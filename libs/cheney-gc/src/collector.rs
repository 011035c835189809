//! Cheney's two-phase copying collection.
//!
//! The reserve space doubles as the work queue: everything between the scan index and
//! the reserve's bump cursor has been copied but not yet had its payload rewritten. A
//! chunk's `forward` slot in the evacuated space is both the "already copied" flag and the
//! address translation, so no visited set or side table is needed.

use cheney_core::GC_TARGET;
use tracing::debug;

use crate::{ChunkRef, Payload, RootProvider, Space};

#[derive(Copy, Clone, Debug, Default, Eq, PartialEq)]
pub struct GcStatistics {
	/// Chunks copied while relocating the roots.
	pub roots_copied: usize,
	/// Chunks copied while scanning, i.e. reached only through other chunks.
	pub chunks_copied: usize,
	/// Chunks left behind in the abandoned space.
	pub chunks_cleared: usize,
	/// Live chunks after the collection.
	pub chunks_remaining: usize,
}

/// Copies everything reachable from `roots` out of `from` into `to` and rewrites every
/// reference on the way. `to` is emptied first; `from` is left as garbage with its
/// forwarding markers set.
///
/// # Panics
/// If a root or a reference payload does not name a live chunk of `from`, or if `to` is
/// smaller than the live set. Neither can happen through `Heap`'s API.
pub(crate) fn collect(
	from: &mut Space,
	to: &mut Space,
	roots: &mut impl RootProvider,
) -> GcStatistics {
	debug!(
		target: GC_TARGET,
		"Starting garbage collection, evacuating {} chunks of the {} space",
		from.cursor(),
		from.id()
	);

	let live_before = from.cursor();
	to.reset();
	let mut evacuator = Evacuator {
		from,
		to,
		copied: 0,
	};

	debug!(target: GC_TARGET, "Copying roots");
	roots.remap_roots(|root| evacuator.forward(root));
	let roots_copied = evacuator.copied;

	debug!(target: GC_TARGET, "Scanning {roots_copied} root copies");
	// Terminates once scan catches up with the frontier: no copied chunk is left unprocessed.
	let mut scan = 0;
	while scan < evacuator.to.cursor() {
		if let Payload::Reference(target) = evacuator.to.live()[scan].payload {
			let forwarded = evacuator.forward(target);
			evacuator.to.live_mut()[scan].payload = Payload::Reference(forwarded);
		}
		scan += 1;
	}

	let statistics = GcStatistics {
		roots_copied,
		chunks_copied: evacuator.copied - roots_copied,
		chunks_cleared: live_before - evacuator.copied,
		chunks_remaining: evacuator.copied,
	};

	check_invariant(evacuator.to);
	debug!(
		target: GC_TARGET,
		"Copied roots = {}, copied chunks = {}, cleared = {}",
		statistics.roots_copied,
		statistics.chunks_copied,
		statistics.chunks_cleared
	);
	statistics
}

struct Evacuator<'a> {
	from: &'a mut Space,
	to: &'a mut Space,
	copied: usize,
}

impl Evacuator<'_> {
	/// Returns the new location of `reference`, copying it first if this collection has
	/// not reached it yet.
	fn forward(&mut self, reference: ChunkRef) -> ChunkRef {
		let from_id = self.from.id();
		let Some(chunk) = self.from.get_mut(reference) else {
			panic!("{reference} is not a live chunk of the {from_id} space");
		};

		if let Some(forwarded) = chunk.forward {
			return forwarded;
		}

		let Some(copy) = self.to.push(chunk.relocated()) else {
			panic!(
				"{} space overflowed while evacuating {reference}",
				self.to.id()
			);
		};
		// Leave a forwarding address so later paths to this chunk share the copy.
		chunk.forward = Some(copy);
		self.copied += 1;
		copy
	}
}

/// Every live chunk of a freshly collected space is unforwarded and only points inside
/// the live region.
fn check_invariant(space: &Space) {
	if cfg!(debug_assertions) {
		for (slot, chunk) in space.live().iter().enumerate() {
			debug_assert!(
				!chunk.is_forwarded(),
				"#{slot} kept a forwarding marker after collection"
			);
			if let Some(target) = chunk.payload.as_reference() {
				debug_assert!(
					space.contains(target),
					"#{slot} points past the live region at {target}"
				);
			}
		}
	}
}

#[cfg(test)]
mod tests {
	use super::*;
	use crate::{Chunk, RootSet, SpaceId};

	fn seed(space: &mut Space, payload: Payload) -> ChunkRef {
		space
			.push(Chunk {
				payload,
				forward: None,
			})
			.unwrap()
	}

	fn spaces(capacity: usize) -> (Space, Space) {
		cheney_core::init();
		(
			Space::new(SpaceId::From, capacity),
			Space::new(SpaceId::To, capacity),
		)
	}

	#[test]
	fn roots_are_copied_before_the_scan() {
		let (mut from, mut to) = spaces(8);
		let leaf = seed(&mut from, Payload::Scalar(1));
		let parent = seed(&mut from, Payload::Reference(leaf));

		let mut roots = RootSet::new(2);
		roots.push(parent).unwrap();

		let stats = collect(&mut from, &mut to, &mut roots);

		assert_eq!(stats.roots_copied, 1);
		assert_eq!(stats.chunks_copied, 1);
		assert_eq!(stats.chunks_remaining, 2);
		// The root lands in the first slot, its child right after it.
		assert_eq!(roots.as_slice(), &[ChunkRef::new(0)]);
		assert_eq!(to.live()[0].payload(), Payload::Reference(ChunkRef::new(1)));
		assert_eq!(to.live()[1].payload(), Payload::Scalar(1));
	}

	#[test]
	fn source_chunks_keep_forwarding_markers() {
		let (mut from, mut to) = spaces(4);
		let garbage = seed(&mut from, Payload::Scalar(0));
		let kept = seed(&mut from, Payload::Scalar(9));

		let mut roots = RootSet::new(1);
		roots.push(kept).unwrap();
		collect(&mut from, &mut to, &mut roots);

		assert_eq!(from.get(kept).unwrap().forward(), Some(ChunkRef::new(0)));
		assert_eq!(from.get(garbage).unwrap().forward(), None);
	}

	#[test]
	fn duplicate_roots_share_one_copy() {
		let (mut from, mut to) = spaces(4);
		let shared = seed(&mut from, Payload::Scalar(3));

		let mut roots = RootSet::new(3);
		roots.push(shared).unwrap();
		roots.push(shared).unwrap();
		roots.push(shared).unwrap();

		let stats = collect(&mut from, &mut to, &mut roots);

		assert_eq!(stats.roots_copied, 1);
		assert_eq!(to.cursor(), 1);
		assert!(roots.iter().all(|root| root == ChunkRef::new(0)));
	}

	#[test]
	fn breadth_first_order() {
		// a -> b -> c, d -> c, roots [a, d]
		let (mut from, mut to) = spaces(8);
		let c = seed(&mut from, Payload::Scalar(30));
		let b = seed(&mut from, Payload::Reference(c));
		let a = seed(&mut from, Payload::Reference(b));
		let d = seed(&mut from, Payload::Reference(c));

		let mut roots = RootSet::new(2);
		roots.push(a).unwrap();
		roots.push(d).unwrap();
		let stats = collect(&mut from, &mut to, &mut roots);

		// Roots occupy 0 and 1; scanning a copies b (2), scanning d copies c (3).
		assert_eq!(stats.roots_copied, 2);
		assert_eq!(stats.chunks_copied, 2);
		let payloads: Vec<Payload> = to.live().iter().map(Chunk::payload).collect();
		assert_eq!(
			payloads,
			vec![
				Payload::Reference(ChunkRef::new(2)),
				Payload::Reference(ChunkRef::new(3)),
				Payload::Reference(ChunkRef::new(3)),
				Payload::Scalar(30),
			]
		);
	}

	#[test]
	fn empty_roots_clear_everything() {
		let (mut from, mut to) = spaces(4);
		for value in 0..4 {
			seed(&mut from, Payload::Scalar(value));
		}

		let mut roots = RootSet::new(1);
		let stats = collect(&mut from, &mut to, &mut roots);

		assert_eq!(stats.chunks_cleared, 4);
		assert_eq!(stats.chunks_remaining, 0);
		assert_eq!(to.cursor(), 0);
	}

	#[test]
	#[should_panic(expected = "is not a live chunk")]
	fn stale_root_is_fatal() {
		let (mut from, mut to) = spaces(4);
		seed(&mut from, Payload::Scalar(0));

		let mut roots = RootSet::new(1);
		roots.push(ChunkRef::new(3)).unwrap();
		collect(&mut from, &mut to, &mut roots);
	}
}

> **Exercise**: Check the entries above for the word "through" and copy every line where it turns up.

> **Completed exercise**:
	/// Chunks copied while scanning, i.e. reached only through other chunks.
/// smaller than the live set. Neither can happen through `Heap`'s API.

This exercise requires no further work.